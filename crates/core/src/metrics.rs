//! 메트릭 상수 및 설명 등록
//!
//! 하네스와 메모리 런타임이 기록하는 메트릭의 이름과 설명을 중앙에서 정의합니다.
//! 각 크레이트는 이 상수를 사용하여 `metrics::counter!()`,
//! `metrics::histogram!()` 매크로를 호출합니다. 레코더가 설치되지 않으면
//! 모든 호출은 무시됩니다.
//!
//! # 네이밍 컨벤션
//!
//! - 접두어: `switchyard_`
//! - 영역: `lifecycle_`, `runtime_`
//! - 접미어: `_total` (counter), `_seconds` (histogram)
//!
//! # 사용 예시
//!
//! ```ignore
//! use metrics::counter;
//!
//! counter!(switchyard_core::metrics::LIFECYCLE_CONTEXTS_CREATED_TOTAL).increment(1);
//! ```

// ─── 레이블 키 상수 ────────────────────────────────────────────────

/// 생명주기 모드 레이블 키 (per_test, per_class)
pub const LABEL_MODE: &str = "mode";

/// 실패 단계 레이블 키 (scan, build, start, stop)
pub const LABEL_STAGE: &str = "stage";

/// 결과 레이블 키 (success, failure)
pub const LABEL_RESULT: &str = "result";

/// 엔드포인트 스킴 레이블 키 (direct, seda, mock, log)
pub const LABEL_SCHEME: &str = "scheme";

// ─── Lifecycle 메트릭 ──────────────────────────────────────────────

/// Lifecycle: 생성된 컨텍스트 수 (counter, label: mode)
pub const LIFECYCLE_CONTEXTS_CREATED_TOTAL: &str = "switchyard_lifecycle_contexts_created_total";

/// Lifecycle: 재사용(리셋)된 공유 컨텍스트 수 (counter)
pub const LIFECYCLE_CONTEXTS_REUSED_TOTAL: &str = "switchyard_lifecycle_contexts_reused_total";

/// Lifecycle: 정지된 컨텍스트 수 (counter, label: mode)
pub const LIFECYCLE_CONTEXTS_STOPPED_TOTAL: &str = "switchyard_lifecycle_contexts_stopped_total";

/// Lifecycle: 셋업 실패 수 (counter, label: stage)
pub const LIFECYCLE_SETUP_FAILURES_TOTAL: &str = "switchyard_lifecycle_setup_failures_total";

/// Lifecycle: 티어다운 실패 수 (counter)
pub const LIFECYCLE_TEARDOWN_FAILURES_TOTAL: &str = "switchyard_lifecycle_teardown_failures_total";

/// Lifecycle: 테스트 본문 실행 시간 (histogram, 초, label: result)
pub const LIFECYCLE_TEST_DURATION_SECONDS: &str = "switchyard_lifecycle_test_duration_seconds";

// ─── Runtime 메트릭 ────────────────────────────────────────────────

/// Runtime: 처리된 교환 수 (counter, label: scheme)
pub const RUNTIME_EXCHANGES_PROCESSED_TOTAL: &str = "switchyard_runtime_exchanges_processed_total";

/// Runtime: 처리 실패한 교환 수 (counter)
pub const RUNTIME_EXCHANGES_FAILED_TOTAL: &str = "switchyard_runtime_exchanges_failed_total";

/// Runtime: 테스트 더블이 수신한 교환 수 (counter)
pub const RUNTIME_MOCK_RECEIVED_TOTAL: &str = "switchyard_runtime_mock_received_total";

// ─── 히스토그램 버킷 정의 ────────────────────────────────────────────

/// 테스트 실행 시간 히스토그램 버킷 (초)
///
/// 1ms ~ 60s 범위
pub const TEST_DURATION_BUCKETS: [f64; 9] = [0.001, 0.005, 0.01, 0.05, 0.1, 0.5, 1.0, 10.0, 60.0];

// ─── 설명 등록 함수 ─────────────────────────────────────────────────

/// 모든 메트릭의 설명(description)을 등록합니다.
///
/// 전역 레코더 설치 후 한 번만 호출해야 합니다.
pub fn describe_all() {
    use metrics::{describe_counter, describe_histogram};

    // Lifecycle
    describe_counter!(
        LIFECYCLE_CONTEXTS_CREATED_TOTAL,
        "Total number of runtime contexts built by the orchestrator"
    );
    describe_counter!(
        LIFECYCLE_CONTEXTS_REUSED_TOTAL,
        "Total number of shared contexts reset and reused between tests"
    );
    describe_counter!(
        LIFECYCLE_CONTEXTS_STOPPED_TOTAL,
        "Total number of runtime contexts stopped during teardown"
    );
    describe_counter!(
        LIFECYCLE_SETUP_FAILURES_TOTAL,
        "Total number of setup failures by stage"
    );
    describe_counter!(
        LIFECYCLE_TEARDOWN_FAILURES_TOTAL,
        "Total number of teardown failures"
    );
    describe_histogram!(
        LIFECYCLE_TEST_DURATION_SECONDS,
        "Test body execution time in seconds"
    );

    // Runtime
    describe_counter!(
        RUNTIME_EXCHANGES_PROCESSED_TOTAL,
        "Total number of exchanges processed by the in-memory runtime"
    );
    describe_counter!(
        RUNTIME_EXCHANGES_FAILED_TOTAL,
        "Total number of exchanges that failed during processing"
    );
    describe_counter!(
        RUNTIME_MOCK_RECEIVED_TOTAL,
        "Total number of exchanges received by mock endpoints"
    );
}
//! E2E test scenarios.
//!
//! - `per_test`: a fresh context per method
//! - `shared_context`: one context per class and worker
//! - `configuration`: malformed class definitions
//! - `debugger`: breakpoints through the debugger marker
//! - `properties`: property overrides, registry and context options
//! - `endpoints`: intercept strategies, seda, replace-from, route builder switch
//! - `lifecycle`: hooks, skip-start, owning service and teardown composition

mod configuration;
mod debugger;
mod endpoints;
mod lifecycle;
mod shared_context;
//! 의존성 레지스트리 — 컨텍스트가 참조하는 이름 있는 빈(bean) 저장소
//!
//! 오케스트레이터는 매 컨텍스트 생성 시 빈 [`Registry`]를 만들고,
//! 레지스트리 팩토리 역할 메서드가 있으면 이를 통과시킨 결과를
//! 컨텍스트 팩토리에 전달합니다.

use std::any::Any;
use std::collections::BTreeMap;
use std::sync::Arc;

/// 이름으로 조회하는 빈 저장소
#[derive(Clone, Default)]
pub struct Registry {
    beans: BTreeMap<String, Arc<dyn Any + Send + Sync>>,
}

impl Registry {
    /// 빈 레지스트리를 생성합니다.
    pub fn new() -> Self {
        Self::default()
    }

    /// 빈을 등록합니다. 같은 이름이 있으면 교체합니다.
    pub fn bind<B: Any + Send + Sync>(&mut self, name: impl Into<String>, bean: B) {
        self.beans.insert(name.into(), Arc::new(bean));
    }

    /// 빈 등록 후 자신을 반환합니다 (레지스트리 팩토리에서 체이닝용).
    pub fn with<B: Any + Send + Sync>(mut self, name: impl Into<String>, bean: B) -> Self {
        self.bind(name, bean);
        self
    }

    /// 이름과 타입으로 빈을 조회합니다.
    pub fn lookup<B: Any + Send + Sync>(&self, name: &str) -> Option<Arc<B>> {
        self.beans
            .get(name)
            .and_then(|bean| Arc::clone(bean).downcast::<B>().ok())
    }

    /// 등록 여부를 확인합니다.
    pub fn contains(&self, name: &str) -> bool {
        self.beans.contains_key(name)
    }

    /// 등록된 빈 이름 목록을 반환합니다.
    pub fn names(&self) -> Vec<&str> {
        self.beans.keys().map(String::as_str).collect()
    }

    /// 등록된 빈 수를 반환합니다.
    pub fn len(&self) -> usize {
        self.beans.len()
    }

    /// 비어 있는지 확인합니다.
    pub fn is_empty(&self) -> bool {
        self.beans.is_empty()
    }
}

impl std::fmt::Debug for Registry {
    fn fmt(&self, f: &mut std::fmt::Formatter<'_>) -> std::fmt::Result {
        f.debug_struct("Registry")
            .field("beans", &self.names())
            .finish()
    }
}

::::

**Task goal**.
Copy, please, every line from the start of the entries down to the line that holds "생성된 컨텍스트 수 (counter, label: mode)", with both of those lines included and no others.

**Solved exercise**.
filename crates/core/src/metrics.rs
//! 메트릭 상수 및 설명 등록
//!
//! 하네스와 메모리 런타임이 기록하는 메트릭의 이름과 설명을 중앙에서 정의합니다.
//! 각 크레이트는 이 상수를 사용하여 `metrics::counter!()`,
//! `metrics::histogram!()` 매크로를 호출합니다. 레코더가 설치되지 않으면
//! 모든 호출은 무시됩니다.
//!
//! # 네이밍 컨벤션
//!
//! - 접두어: `switchyard_`
//! - 영역: `lifecycle_`, `runtime_`
//! - 접미어: `_total` (counter), `_seconds` (histogram)
//!
//! # 사용 예시
//!
//! ```ignore
//! use metrics::counter;
//!
//! counter!(switchyard_core::metrics::LIFECYCLE_CONTEXTS_CREATED_TOTAL).increment(1);
//! ```

// ─── 레이블 키 상수 ────────────────────────────────────────────────

/// 생명주기 모드 레이블 키 (per_test, per_class)
pub const LABEL_MODE: &str = "mode";

/// 실패 단계 레이블 키 (scan, build, start, stop)
pub const LABEL_STAGE: &str = "stage";

/// 결과 레이블 키 (success, failure)
pub const LABEL_RESULT: &str = "result";

/// 엔드포인트 스킴 레이블 키 (direct, seda, mock, log)
pub const LABEL_SCHEME: &str = "scheme";

// ─── Lifecycle 메트릭 ──────────────────────────────────────────────

/// Lifecycle: 생성된 컨텍스트 수 (counter, label: mode)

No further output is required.